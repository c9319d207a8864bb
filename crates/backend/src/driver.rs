//! Platform audio primitives.
//!
//! Two families of platform APIs exist and they disagree on where the
//! asynchrony sits: a browser-style media element is created synchronously and
//! played asynchronously, a mobile-style sound object is loaded asynchronously
//! and has its volume set synchronously. Each family gets its own trait.
//!
//! Everything here runs on a single cooperative thread, hence `?Send`.

use async_trait::async_trait;
use serde::{Deserialize, Serialize};

#[derive(Debug, Clone, Copy, PartialEq, Eq, Hash)]
pub struct ElementId(pub u64);

#[derive(Debug, Clone, Copy, PartialEq, Eq, Hash)]
pub struct SoundId(pub u64);

/// Media-element style API (`new Audio(src)`, `play()`, `pause()`).
#[async_trait(?Send)]
pub trait ElementDriver {
    /// Create an element bound to `src`. Nothing is fetched until played.
    fn create(&self, src: &str) -> anyhow::Result<ElementId>;

    fn set_looping(&self, id: ElementId, looping: bool) -> anyhow::Result<()>;

    /// `volume` is a linear gain in `0.0..=1.0`.
    fn set_volume(&self, id: ElementId, volume: f32) -> anyhow::Result<()>;

    fn set_current_time(&self, id: ElementId, seconds: f64) -> anyhow::Result<()>;

    /// Resolves once playback actually began; rejects on autoplay denial.
    async fn play(&self, id: ElementId) -> anyhow::Result<()>;

    fn pause(&self, id: ElementId) -> anyhow::Result<()>;

    /// Detach the element from its source so the platform can free it.
    fn release(&self, id: ElementId);

    /// Resume (creating if needed) the page's audio output. Only succeeds
    /// from within a user gesture on most browsers.
    async fn resume_output(&self) -> anyhow::Result<()>;
}

/// Options applied when a sound object is loaded.
#[derive(Debug, Clone, Copy, PartialEq)]
pub struct SoundOptions {
    pub looping: bool,
    pub volume: f32,
    pub should_play: bool,
}

/// How the app's audio should coexist with the rest of the device. Forwarded
/// once to the platform; the platform's own policy does the rest.
#[derive(Debug, Clone, Copy, PartialEq, Eq, Serialize, Deserialize)]
#[serde(default)]
pub struct AudioSessionPolicy {
    pub plays_in_silent_mode: bool,
    pub stays_active_in_background: bool,
    pub duck_others: bool,
}

impl Default for AudioSessionPolicy {
    fn default() -> Self {
        Self {
            plays_in_silent_mode: true,
            stays_active_in_background: true,
            duck_others: false,
        }
    }
}

/// Sound-object style API (`createAsync`, `playAsync`, `setVolumeAsync`).
#[async_trait(?Send)]
pub trait NativeDriver {
    fn configure(&self, policy: &AudioSessionPolicy) -> anyhow::Result<()>;

    async fn load(&self, uri: &str, options: SoundOptions) -> anyhow::Result<SoundId>;

    async fn play(&self, id: SoundId) -> anyhow::Result<()>;

    async fn pause(&self, id: SoundId) -> anyhow::Result<()>;

    /// Pause and rewind to the start.
    async fn stop(&self, id: SoundId) -> anyhow::Result<()>;

    fn set_volume(&self, id: SoundId, volume: f32) -> anyhow::Result<()>;

    async fn unload(&self, id: SoundId) -> anyhow::Result<()>;
}
//! Native driver over the in-process cpal mixer.

use std::cell::{Cell, RefCell};

use ambience_catalog::SourceLocator;
use ambience_engine::{MixerHandle, VoiceId};
use async_trait::async_trait;
use log::{debug, info};

use crate::driver::{AudioSessionPolicy, NativeDriver, SoundId, SoundOptions};

pub struct MixerDriver {
    mixer: RefCell<MixerHandle>,
    next_id: Cell<u64>,
}

impl MixerDriver {
    /// Open the default output device.
    pub fn start() -> anyhow::Result<Self> {
        Ok(Self::with_mixer(ambience_engine::start()?))
    }

    pub fn with_mixer(mixer: MixerHandle) -> Self {
        Self {
            mixer: RefCell::new(mixer),
            next_id: Cell::new(0),
        }
    }
}

#[async_trait(?Send)]
impl NativeDriver for MixerDriver {
    fn configure(&self, policy: &AudioSessionPolicy) -> anyhow::Result<()> {
        // Desktop output has no session category; the OS mixer decides.
        info!(
            "desktop output ignores session policy (silent mode: {}, background: {}, duck others: {})",
            policy.plays_in_silent_mode, policy.stays_active_in_background, policy.duck_others
        );
        Ok(())
    }

    async fn load(&self, uri: &str, options: SoundOptions) -> anyhow::Result<SoundId> {
        let sample_rate = self.mixer.borrow().sample_rate();
        let locator = SourceLocator(uri.to_string());
        let audio = tokio::task::spawn_blocking(move || {
            ambience_decode::load_source(&locator, sample_rate)
        })
        .await??;

        let id = self.next_id.get() + 1;
        self.next_id.set(id);

        let mut mixer = self.mixer.borrow_mut();
        mixer.insert(VoiceId(id), audio, options.volume)?;
        if options.should_play {
            mixer.play(VoiceId(id))?;
        }
        // looping is the mixer's only mode
        Ok(SoundId(id))
    }

    async fn play(&self, id: SoundId) -> anyhow::Result<()> {
        self.mixer.borrow_mut().play(VoiceId(id.0))?;
        Ok(())
    }

    async fn pause(&self, id: SoundId) -> anyhow::Result<()> {
        self.mixer.borrow_mut().pause(VoiceId(id.0))?;
        Ok(())
    }

    async fn stop(&self, id: SoundId) -> anyhow::Result<()> {
        let mut mixer = self.mixer.borrow_mut();
        mixer.pause(VoiceId(id.0))?;
        mixer.rewind(VoiceId(id.0))?;
        Ok(())
    }

    fn set_volume(&self, id: SoundId, volume: f32) -> anyhow::Result<()> {
        self.mixer.borrow_mut().set_gain(VoiceId(id.0), volume)?;
        Ok(())
    }

    // The buffer is freed by a later push once the audio thread has dropped
    // the voice.
    async fn unload(&self, id: SoundId) -> anyhow::Result<()> {
        let mut mixer = self.mixer.borrow_mut();
        mixer.remove(VoiceId(id.0))?;
        debug!("unloaded voice {}, {} still loaded", id.0, mixer.voice_count());
        Ok(())
    }
}
//! The fixed set of ambient tracks a session can play.
//!
//! A [`Catalog`] is built once at startup, either from [`Catalog::builtin`] or
//! from a catalog file, and never changes afterwards.

use serde::{Deserialize, Serialize};
use std::borrow::Borrow;
use std::fmt;
use std::fs;
use std::path::{Path, PathBuf};

/// Stable identifier of a catalog track, e.g. `"rain"`.
#[derive(Debug, Clone, PartialEq, Eq, Hash, PartialOrd, Ord, Serialize, Deserialize)]
#[serde(transparent)]
pub struct TrackId(pub String);

impl TrackId {
    pub fn new(id: impl Into<String>) -> Self {
        Self(id.into())
    }

    pub fn as_str(&self) -> &str {
        &self.0
    }
}

impl fmt::Display for TrackId {
    fn fmt(&self, f: &mut fmt::Formatter<'_>) -> fmt::Result {
        f.write_str(&self.0)
    }
}

impl From<&str> for TrackId {
    fn from(id: &str) -> Self {
        Self(id.to_string())
    }
}

impl Borrow<str> for TrackId {
    fn borrow(&self) -> &str {
        &self.0
    }
}

/// Display color of a track, written as `#rrggbb`.
#[derive(Debug, Clone, PartialEq, Eq, Serialize, Deserialize)]
#[serde(transparent)]
pub struct ColorTag(pub String);

impl ColorTag {
    /// Parse the tag into its red, green and blue components.
    pub fn rgb(&self) -> Option<(u8, u8, u8)> {
        let hex = self.0.strip_prefix('#')?;
        if hex.len() != 6 || !hex.is_ascii() {
            return None;
        }
        let channel = |range: std::ops::Range<usize>| u8::from_str_radix(&hex[range], 16).ok();
        Some((channel(0..2)?, channel(2..4)?, channel(4..6)?))
    }
}

/// Where a track's audio lives: a `file://` URI, a plain path, or an
/// `http(s)://` URL.
#[derive(Debug, Clone, PartialEq, Eq, Serialize, Deserialize)]
#[serde(transparent)]
pub struct SourceLocator(pub String);

impl SourceLocator {
    pub fn as_str(&self) -> &str {
        &self.0
    }

    /// The URI scheme, if the locator has one (`file`, `https`, ...).
    pub fn scheme(&self) -> Option<&str> {
        let (scheme, _) = self.0.split_once("://")?;
        let valid = !scheme.is_empty()
            && scheme
                .chars()
                .all(|c| c.is_ascii_alphanumeric() || matches!(c, '+' | '-' | '.'));
        valid.then_some(scheme)
    }

    /// Filesystem path for `file://` URIs and scheme-less locators.
    pub fn to_path(&self) -> Option<PathBuf> {
        match self.scheme() {
            None => Some(PathBuf::from(&self.0)),
            Some("file") => self.0.strip_prefix("file://").map(PathBuf::from),
            Some(_) => None,
        }
    }
}

impl fmt::Display for SourceLocator {
    fn fmt(&self, f: &mut fmt::Formatter<'_>) -> fmt::Result {
        f.write_str(&self.0)
    }
}

#[derive(Debug, Clone, PartialEq, Eq, Serialize, Deserialize)]
pub struct Track {
    pub id: TrackId,
    pub name: String,
    pub color: ColorTag,
    pub source: SourceLocator,
}

impl Track {
    pub fn new(id: &str, name: &str, color: &str, source: &str) -> Self {
        Self {
            id: TrackId::new(id),
            name: name.to_string(),
            color: ColorTag(color.to_string()),
            source: SourceLocator(source.to_string()),
        }
    }
}

#[derive(Debug, thiserror::Error)]
pub enum CatalogError {
    #[error("IO error: {0}")]
    Io(#[from] std::io::Error),

    #[error("Failed to parse catalog '{path}': {reason}")]
    Parse { path: PathBuf, reason: String },

    #[error("Track id must not be empty")]
    EmptyId,

    #[error("Duplicate track id '{0}'")]
    DuplicateTrack(TrackId),

    #[error("Track '{track}' has invalid color '{color}', expected #rrggbb")]
    InvalidColor { track: TrackId, color: String },
}

#[derive(Debug, Deserialize)]
struct CatalogFile {
    tracks: Vec<Track>,
}

/// Ordered, immutable list of tracks.
#[derive(Debug, Clone)]
pub struct Catalog {
    tracks: Vec<Track>,
}

impl Catalog {
    pub fn new(tracks: Vec<Track>) -> Result<Self, CatalogError> {
        for (index, track) in tracks.iter().enumerate() {
            if track.id.as_str().is_empty() {
                return Err(CatalogError::EmptyId);
            }
            if tracks[..index].iter().any(|t| t.id == track.id) {
                return Err(CatalogError::DuplicateTrack(track.id.clone()));
            }
            if track.color.rgb().is_none() {
                return Err(CatalogError::InvalidColor {
                    track: track.id.clone(),
                    color: track.color.0.clone(),
                });
            }
        }
        Ok(Self { tracks })
    }

    /// The ambient sounds shipped with the application, read from `sounds/`.
    pub fn builtin() -> Self {
        Self {
            tracks: vec![
                Track::new("rain", "Rain", "#4a90e2", "sounds/rain.ogg"),
                Track::new("thunder", "Thunder", "#6c5ce7", "sounds/thunder.ogg"),
                Track::new("fire", "Fireplace", "#e17055", "sounds/fire.ogg"),
                Track::new("wind", "Wind", "#81ecec", "sounds/wind.ogg"),
                Track::new("waves", "Ocean Waves", "#0984e3", "sounds/waves.ogg"),
                Track::new("forest", "Forest", "#00b894", "sounds/forest.ogg"),
                Track::new("cafe", "Coffee Shop", "#a0522d", "sounds/cafe.ogg"),
                Track::new("white-noise", "White Noise", "#b2bec3", "sounds/white-noise.ogg"),
            ],
        }
    }

    /// Load a catalog file. JSON is tried first, then TOML.
    pub fn load(path: &Path) -> Result<Self, CatalogError> {
        let contents = fs::read_to_string(path)?;
        let file: CatalogFile = serde_json::from_str(&contents).or_else(|json_err| {
            toml::from_str(&contents).map_err(|toml_err| CatalogError::Parse {
                path: path.to_path_buf(),
                reason: format!("not JSON ({json_err}) and not TOML ({toml_err})"),
            })
        })?;
        Self::new(file.tracks)
    }

    pub fn get(&self, id: &str) -> Option<&Track> {
        self.tracks.iter().find(|t| t.id.as_str() == id)
    }

    pub fn contains(&self, id: &str) -> bool {
        self.get(id).is_some()
    }

    pub fn tracks(&self) -> &[Track] {
        &self.tracks
    }

    pub fn iter(&self) -> impl Iterator<Item = &Track> {
        self.tracks.iter()
    }

    pub fn len(&self) -> usize {
        self.tracks.len()
    }

    pub fn is_empty(&self) -> bool {
        self.tracks.is_empty()
    }
}

#[cfg(test)]
mod tests {
    use super::*;
    use tempfile::tempdir;

    #[test]
    fn test_builtin_catalog_is_valid() {
        let builtin = Catalog::builtin();
        let rebuilt = Catalog::new(builtin.tracks().to_vec()).expect("builtin must validate");
        assert_eq!(rebuilt.len(), builtin.len());
        assert!(builtin.contains("rain"));
    }

    #[test]
    fn test_catalog_preserves_order() {
        let catalog = Catalog::new(vec![
            Track::new("b", "B", "#000000", "b.wav"),
            Track::new("a", "A", "#ffffff", "a.wav"),
        ])
        .expect("valid catalog");

        let ids: Vec<&str> = catalog.iter().map(|t| t.id.as_str()).collect();
        assert_eq!(ids, vec!["b", "a"]);
    }

    #[test]
    fn test_duplicate_ids_rejected() {
        let result = Catalog::new(vec![
            Track::new("rain", "Rain", "#000000", "a.wav"),
            Track::new("rain", "More Rain", "#000000", "b.wav"),
        ]);
        assert!(matches!(result, Err(CatalogError::DuplicateTrack(id)) if id.as_str() == "rain"));
    }

    #[test]
    fn test_empty_id_rejected() {
        let result = Catalog::new(vec![Track::new("", "Nameless", "#000000", "a.wav")]);
        assert!(matches!(result, Err(CatalogError::EmptyId)));
    }

    #[test]
    fn test_invalid_color_rejected() {
        let result = Catalog::new(vec![Track::new("fire", "Fire", "orange", "a.wav")]);
        assert!(matches!(result, Err(CatalogError::InvalidColor { .. })));
    }

    #[test]
    fn test_color_rgb() {
        assert_eq!(ColorTag("#ff8000".into()).rgb(), Some((255, 128, 0)));
        assert_eq!(ColorTag("ff8000".into()).rgb(), None);
        assert_eq!(ColorTag("#ff80".into()).rgb(), None);
    }

    #[test]
    fn test_locator_paths() {
        let file = SourceLocator("file:///tmp/rain.ogg".into());
        assert_eq!(file.scheme(), Some("file"));
        assert_eq!(file.to_path(), Some(PathBuf::from("/tmp/rain.ogg")));

        let bare = SourceLocator("sounds/rain.ogg".into());
        assert_eq!(bare.scheme(), None);
        assert_eq!(bare.to_path(), Some(PathBuf::from("sounds/rain.ogg")));

        let remote = SourceLocator("https://example.com/rain.mp3".into());
        assert_eq!(remote.scheme(), Some("https"));
        assert_eq!(remote.to_path(), None);
    }

    #[test]
    fn test_load_json_catalog() {
        let dir = tempdir().expect("tempdir");
        let path = dir.path().join("catalog.json");
        fs::write(
            &path,
            r##"{"tracks":[{"id":"rain","name":"Rain","color":"#4a90e2","source":"rain.wav"}]}"##,
        )
        .expect("write catalog");

        let catalog = Catalog::load(&path).expect("load json");
        assert_eq!(catalog.len(), 1);
        assert_eq!(catalog.get("rain").map(|t| t.name.as_str()), Some("Rain"));
    }

    #[test]
    fn test_load_toml_catalog() {
        let dir = tempdir().expect("tempdir");
        let path = dir.path().join("catalog.toml");
        fs::write(
            &path,
            r##"
[[tracks]]
id = "fire"
name = "Fireplace"
color = "#e17055"
source = "file:///sounds/fire.ogg"

[[tracks]]
id = "wind"
name = "Wind"
color = "#81ecec"
source = "wind.ogg"
"##,
        )
        .expect("write catalog");

        let catalog = Catalog::load(&path).expect("load toml");
        let ids: Vec<&str> = catalog.iter().map(|t| t.id.as_str()).collect();
        assert_eq!(ids, vec!["fire", "wind"]);
    }

    #[test]
    fn test_load_garbage_fails() {
        let dir = tempdir().expect("tempdir");
        let path = dir.path().join("catalog.txt");
        fs::write(&path, "this is neither").expect("write catalog");

        assert!(matches!(
            Catalog::load(&path),
            Err(CatalogError::Parse { .. })
        ));
    }

    #[test]
    fn test_load_missing_file() {
        let result = Catalog::load(Path::new("/nonexistent/catalog.json"));
        assert!(matches!(result, Err(CatalogError::Io(_))));
    }
}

| What this task involves |
Set down again, word for word, the stretch of records from the line with "Media-element style API" to the line with "on autoplay denial.", both of those lines included.

| Task solution |
/// Media-element style API (`new Audio(src)`, `play()`, `pause()`).
#[async_trait(?Send)]
pub trait ElementDriver {
    /// Create an element bound to `src`. Nothing is fetched until played.
    fn create(&self, src: &str) -> anyhow::Result<ElementId>;

    fn set_looping(&self, id: ElementId, looping: bool) -> anyhow::Result<()>;

    /// `volume` is a linear gain in `0.0..=1.0`.
    fn set_volume(&self, id: ElementId, volume: f32) -> anyhow::Result<()>;

    fn set_current_time(&self, id: ElementId, seconds: f64) -> anyhow::Result<()>;

    /// Resolves once playback actually began; rejects on autoplay denial.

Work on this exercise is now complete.